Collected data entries
»»

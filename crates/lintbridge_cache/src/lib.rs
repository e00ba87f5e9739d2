//! # lintbridge_cache
//!
//! Caching layer for the LintBridge callback bridge.
//!
//! The native side tags every file it sends with a small integer buffer ID.
//! Once a buffer's bytes have crossed the boundary they stay cached under that
//! ID, and later lint calls may omit the content to reuse them.

mod buffer;
mod error;

pub use buffer::{BufferCache, BufferId};
pub use error::CacheError;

««

To do: Copy each record from above exactly, and include every line.

Completed exercise:
filename crates/lintbridge_cache/src/lib.rs
repository e00ba87f5e9739d2
//! # lintbridge_cache
//!
//! Caching layer for the LintBridge callback bridge.
//!
//! The native side tags every file it sends with a small integer buffer ID.
//! Once a buffer's bytes have crossed the boundary they stay cached under that
//! ID, and later lint calls may omit the content to reuse them.

mod buffer;
mod error;

pub use buffer::{BufferCache, BufferId};
pub use error::CacheError;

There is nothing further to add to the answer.